Bevacizumab (AVASTIN) ‚off-label use’ in the therapy
of neovascular ocular disorders
Salvatore Grisanti for The Bevacizumab Study Group (Tübingen)
An extensive number of experimental studies have established that vascular endothelial growth
factor (VEGF) plays a central role in the development of several ocular pathologies characterized
by neovascularization and increased vascular permeability. In contrast, (VEGF) plays also
a pivotal role for embryo- and organogesis, regulating haemodynamics, (lymphoid-) vessel
architecture, haematopoiesis and immune system, endocrinology and reparative processes in
adults. Therefore, inhibited VEGF can cause multiple adverse events.

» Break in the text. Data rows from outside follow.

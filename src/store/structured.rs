use super::{section_label, ConfigStore, EntryDoc};
use crate::command::{Command, Kind, DEFAULT_NAME};
use crate::error::{MalformedEntry, StoreError};
use crate::registry::Registry;
use serde_yaml::{Mapping, Value};
use std::io::{Read, Write};
use tracing::warn;

/// Structured encoding:
///
/// ```yaml
/// file-editors:
///   default: { name: vi, command: /usr/bin/vi, args: [] }
///   commands:
///     nano: { command: /usr/bin/nano, args: [], extensions: [md, txt] }
/// url-openers:
///   commands:
///     ytdl: { command: /usr/bin/youtube-dl, args: [], domains: [youtu.be, youtube.com] }
/// ```
pub struct StructuredStore;

fn partition_key(kind: Kind) -> &'static str {
    match kind {
        Kind::FileEditor => "file-editors",
        Kind::UrlOpener => "url-openers",
    }
}

/// Keys a partition may be stored under; the first is the one written.
fn partition_aliases(kind: Kind) -> [&'static str; 3] {
    match kind {
        Kind::FileEditor => ["file-editors", "file_editors", "file-editor"],
        Kind::UrlOpener => ["url-openers", "url_openers", "url-opener"],
    }
}

impl ConfigStore for StructuredStore {
    fn load(&self, reader: &mut dyn Read) -> Result<Registry, StoreError> {
        let doc: Value = serde_yaml::from_reader(reader)?;
        let mut registry = Registry::default();
        if doc.is_null() {
            return Ok(registry);
        }
        for kind in Kind::ALL {
            let Some(partition) = partition_aliases(kind).iter().find_map(|k| doc.get(*k)) else {
                continue;
            };
            for parsed in parse_partition(kind, partition) {
                match parsed {
                    Ok(command) => {
                        let name = command.name.clone();
                        if let Err(e) = registry.upsert(kind, command) {
                            warn!("skipping '{}': {e}", section_label(kind, &name));
                        }
                    }
                    Err(e) => warn!("skipping {e}"),
                }
            }
        }
        Ok(registry)
    }

    fn save(&self, registry: &Registry, writer: &mut dyn Write) -> Result<(), StoreError> {
        let mut doc = Mapping::new();
        for kind in Kind::ALL {
            let partition = registry.partition(kind);
            let mut out = Mapping::new();
            if let Some(default) = partition.default_command() {
                out.insert(DEFAULT_NAME.into(), entry_value(kind, default));
            }
            let mut commands = Mapping::new();
            for command in partition.entries() {
                commands.insert(command.name.as_str().into(), entry_value(kind, command));
            }
            out.insert("commands".into(), Value::Mapping(commands));
            doc.insert(partition_key(kind).into(), Value::Mapping(out));
        }
        serde_yaml::to_writer(writer, &doc)?;
        Ok(())
    }
}

/// Default first, then the `commands` mapping in document order.
fn parse_partition(kind: Kind, partition: &Value) -> Vec<Result<Command, MalformedEntry>> {
    let mut out = Vec::new();
    if partition.is_null() {
        return out;
    }
    if !partition.is_mapping() {
        out.push(Err(MalformedEntry::new(partition_key(kind), "expected a mapping")));
        return out;
    }
    if let Some(default) = partition.get(DEFAULT_NAME) {
        out.push(parse_entry(kind, None, default));
    }
    match partition.get("commands") {
        None | Some(Value::Null) => {}
        Some(Value::Mapping(commands)) => {
            for (name, entry) in commands {
                let result = match name.as_str() {
                    Some(name) => parse_entry(kind, Some(name), entry),
                    None => Err(MalformedEntry::new(
                        partition_key(kind),
                        format!("non-string command name {name:?}"),
                    )),
                };
                out.push(result);
            }
        }
        Some(_) => out.push(Err(MalformedEntry::new(
            format!("{}.commands", partition_key(kind)),
            "expected a mapping",
        ))),
    }
    out
}

fn parse_entry(kind: Kind, name: Option<&str>, value: &Value) -> Result<Command, MalformedEntry> {
    let section = section_label(kind, name.unwrap_or(DEFAULT_NAME));
    let entry: EntryDoc = serde_yaml::from_value(value.clone())
        .map_err(|e| MalformedEntry::new(section.as_str(), e.to_string()))?;
    entry.into_command(&section, name.map(str::trim))
}

fn entry_value(kind: Kind, command: &Command) -> Value {
    let mut m = Mapping::new();
    if command.is_default() {
        m.insert("name".into(), command.name.as_str().into());
    }
    m.insert("command".into(), command.executable.as_str().into());
    m.insert("args".into(), string_seq(command.arguments.iter()));
    if !command.is_default() {
        m.insert(kind.classes_key().into(), string_seq(command.classes.iter()));
    }
    Value::Mapping(m)
}

fn string_seq<'a>(items: impl Iterator<Item = &'a String>) -> Value {
    Value::Sequence(items.map(|s| Value::String(s.clone())).collect())
}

Although the intravitreal
administration of smaller doses results in a low systemic exposure, possible local side effects
on retinal perfusion and survival of neuronal tissue must be taken into consideration. Before
the gain in experience with VEGF-inhibitors continues for longer than several years, individual
discussion before the use, extended informed consent and careful follow-up are necessary. From the ethical point of view,
the available drugs should not be used unhesitatingly despite of the clear benefit. First experimental and clinical experiences
with bevacizumab (Avastin®), the first available (off label) drug in Germany, are reported. Bevacizumab (Avastin™), a humanized
monoclonal anti-VEGF antibody originally developed for intravenous therapy of metastatic cancer, is now being used as
off-label therapy in subtypes of age-related macular degeneration. The drug promises not only anti-angiogenic capabilities
in neovascular eye disease, but has also anti-exsudative effects by lowering trans-endothelial permeability of blood vessels.
In future, direct comparison of the different available drugs has to assess possible differences in the risk-benefit profile.